Directions:
Go from the first line below to the one with "use std::time::Duration;" and print each line exactly.

===== Data records

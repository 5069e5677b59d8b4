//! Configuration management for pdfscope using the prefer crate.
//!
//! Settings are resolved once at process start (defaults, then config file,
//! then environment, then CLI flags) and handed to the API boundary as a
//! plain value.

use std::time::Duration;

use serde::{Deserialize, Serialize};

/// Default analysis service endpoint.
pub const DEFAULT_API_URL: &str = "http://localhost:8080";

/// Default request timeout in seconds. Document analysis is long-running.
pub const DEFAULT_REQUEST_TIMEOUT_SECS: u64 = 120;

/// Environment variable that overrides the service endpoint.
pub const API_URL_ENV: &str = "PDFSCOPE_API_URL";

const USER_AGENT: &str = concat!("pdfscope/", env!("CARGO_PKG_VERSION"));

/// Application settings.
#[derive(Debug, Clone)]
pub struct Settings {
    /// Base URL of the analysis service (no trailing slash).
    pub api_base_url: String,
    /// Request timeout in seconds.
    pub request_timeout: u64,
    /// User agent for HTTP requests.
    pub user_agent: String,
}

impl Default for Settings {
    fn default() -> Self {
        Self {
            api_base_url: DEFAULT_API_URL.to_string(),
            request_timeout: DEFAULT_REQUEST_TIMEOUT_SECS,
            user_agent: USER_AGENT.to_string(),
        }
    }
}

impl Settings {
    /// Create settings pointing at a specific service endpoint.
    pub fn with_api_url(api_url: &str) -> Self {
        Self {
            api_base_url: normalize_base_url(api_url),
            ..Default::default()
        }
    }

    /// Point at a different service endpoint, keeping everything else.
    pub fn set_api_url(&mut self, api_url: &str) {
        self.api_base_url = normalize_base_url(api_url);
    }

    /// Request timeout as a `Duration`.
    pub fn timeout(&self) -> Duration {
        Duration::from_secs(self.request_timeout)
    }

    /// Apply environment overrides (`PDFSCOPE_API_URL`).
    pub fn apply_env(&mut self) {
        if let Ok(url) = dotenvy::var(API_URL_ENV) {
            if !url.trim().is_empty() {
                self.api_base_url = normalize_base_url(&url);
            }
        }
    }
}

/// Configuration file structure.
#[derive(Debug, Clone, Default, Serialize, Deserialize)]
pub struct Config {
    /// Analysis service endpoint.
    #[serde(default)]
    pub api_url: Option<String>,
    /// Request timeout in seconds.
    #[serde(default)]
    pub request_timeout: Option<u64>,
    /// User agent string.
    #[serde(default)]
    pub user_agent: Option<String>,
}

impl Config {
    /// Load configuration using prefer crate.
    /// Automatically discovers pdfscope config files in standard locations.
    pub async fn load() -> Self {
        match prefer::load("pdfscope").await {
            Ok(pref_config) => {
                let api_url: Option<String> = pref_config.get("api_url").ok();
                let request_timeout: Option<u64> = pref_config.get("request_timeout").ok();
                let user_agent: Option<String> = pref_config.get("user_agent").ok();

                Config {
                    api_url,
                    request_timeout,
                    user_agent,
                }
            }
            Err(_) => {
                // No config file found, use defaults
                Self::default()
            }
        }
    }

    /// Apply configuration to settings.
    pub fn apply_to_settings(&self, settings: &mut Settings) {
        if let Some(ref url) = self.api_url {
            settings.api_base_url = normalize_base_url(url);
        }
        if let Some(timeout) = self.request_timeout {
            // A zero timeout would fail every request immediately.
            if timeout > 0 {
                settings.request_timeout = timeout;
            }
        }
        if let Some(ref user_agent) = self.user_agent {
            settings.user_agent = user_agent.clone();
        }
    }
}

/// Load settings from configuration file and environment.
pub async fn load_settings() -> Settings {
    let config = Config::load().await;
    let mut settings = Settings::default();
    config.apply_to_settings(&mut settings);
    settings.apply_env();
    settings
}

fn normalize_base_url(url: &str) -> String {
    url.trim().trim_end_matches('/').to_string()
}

==========

Completed exercise:
repository 5069e5677b59d8b4
//! Configuration management for pdfscope using the prefer crate.
//!
//! Settings are resolved once at process start (defaults, then config file,
//! then environment, then CLI flags) and handed to the API boundary as a
//! plain value.

use std::time::Duration;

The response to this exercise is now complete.